Jamie Jarvontae Williams, the Fort Pierce man responsible for the high-speed crash on A1A which killed pedestrian South Beach resident Michael Gianfranceso and his dog in May 2021, entered a plea of no contest to vehicular homicide and to violating his probation for felony firearm charges at the time of the crash.
Court documents state Williams wanted his sentences run concurrently, and Judge Robert Meadows honored that, sentencing Williams to 15 years in state prison, and five years for the violation of probation, to run concurrently, giving Williams credit for the 697 days he’s spent in county jail.
But the case is not quite over, as Williams has petitioned the court to withdraw his plea, stating that he was led to believe that his plea would result in a “reduced sentence below the guideline,” court papers say.
Williams filed a pro se motion from jail, and has been assigned an attorney from the Office of Regional Conflict Counsel for his hearing next month.

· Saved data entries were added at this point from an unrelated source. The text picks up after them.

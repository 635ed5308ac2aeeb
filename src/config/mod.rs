use std::path::{Path, PathBuf};
use std::time::Duration;

use serde::Deserialize;

use crate::geometry::Color;

#[derive(Debug, Clone, Copy, PartialEq, Eq)]
pub(crate) enum ConfigPathError {
    MissingHomeDirectory,
}

const APP_DIR: &str = "pagemark";
const APP_CONFIG_FILE: &str = "config.json";

const DEFAULT_SIDE_PANEL_WIDTH: u32 = 320;
const DEFAULT_HORIZONTAL_PADDING: u32 = 48;
const DEFAULT_VERTICAL_CHROME: u32 = 96;
const DEFAULT_TOAST_DURATION_MS: u64 = 3000;
const DEFAULT_CLOSE_DELAY_MS: u64 = 1500;
const DEFAULT_COLOR: Color = Color::new(0xff, 0x3b, 0x30);
const DEFAULT_STROKE_WIDTH: u8 = 3;
const DEFAULT_FONT_SIZE: u8 = 24;
const DEFAULT_TEXT_PLACEHOLDER: &str = "Type here";

/// Editor settings from `config.json`. Every field is optional in the file.
#[derive(Debug, Clone, PartialEq, Deserialize)]
#[serde(default)]
pub struct AnnotatorConfig {
    pub side_panel_width: u32,
    pub horizontal_padding: u32,
    pub vertical_chrome: u32,
    pub toast_duration_ms: u64,
    pub close_delay_ms: u64,
    pub default_color: Color,
    pub default_stroke_width: u8,
    pub default_font_size: u8,
    pub text_placeholder: String,
    pub font_path: Option<PathBuf>,
}

impl Default for AnnotatorConfig {
    fn default() -> Self {
        Self {
            side_panel_width: DEFAULT_SIDE_PANEL_WIDTH,
            horizontal_padding: DEFAULT_HORIZONTAL_PADDING,
            vertical_chrome: DEFAULT_VERTICAL_CHROME,
            toast_duration_ms: DEFAULT_TOAST_DURATION_MS,
            close_delay_ms: DEFAULT_CLOSE_DELAY_MS,
            default_color: DEFAULT_COLOR,
            default_stroke_width: DEFAULT_STROKE_WIDTH,
            default_font_size: DEFAULT_FONT_SIZE,
            text_placeholder: DEFAULT_TEXT_PLACEHOLDER.to_string(),
            font_path: None,
        }
    }
}

impl AnnotatorConfig {
    pub fn toast_duration(&self) -> Duration {
        Duration::from_millis(self.toast_duration_ms)
    }

    pub fn close_delay(&self) -> Duration {
        Duration::from_millis(self.close_delay_ms)
    }
}

pub fn load_app_config() -> AnnotatorConfig {
    let (xdg_config_home, home) = config_env_dirs();
    load_app_config_with(xdg_config_home.as_deref(), home.as_deref())
}

fn load_app_config_with(xdg_config_home: Option<&Path>, home: Option<&Path>) -> AnnotatorConfig {
    let path = match app_config_path(APP_DIR, APP_CONFIG_FILE, xdg_config_home, home) {
        Ok(p) => p,
        Err(_) => return AnnotatorConfig::default(),
    };
    if !path.exists() {
        return AnnotatorConfig::default();
    }
    match std::fs::read_to_string(&path) {
        Ok(contents) => serde_json::from_str(&contents).unwrap_or_else(|err| {
            tracing::warn!(?err, ?path, "failed to parse config.json; using defaults");
            AnnotatorConfig::default()
        }),
        Err(err) => {
            tracing::warn!(?err, ?path, "failed to read config.json; using defaults");
            AnnotatorConfig::default()
        }
    }
}

pub(crate) fn config_env_dirs() -> (Option<PathBuf>, Option<PathBuf>) {
    (
        std::env::var_os("XDG_CONFIG_HOME").map(PathBuf::from),
        std::env::var_os("HOME").map(PathBuf::from),
    )
}

pub(crate) fn app_config_path(
    app_dir: &str,
    file_name: &str,
    xdg_config_home: Option<&Path>,
    home: Option<&Path>,
) -> Result<PathBuf, ConfigPathError> {
    let mut path = config_root(xdg_config_home, home)?;
    path.push(app_dir);
    path.push(file_name);
    Ok(path)
}

fn config_root(
    xdg_config_home: Option<&Path>,
    home: Option<&Path>,
) -> Result<PathBuf, ConfigPathError> {
    if let Some(xdg) = xdg_config_home.filter(|path| !path.as_os_str().is_empty()) {
        return Ok(xdg.to_path_buf());
    }

    let home = home.ok_or(ConfigPathError::MissingHomeDirectory)?;
    Ok(home.join(".config"))
}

Meanwhile, Orchid resident Elizabeth Jewkes Danielsen, arrested in January for the vehicular homicide of John’s Island resident Christopher Ingraham and for driving under the influence causing serious personal injury to widow Frances Ingraham, is still awaiting trial for the May 2022 crash on A1A in Indian River Shores.
Jewkes Danielsen’s defense attorney Andy Metcalf has begun taking depositions of Indian River Shores Public Safety officers who worked the case.
Jewkes Danielsen and her husband Paul are also being sued in civil court by the Ingraham family and by the personal representative of Christopher Ingraham’s estate for damages.
Complaints in the two cases allege that Paul Danielsen, an attorney from California, had also been speeding north on Highway A1A at the time of the crash, racing home to Orchid with he and his wife in separate vehicles.
Police say the couple had been drinking at an Ocean Drive restaurant prior to getting on the road. Jewkes Danielsen’s blood tested more than three times Florida’s legal limit for intoxicated driving.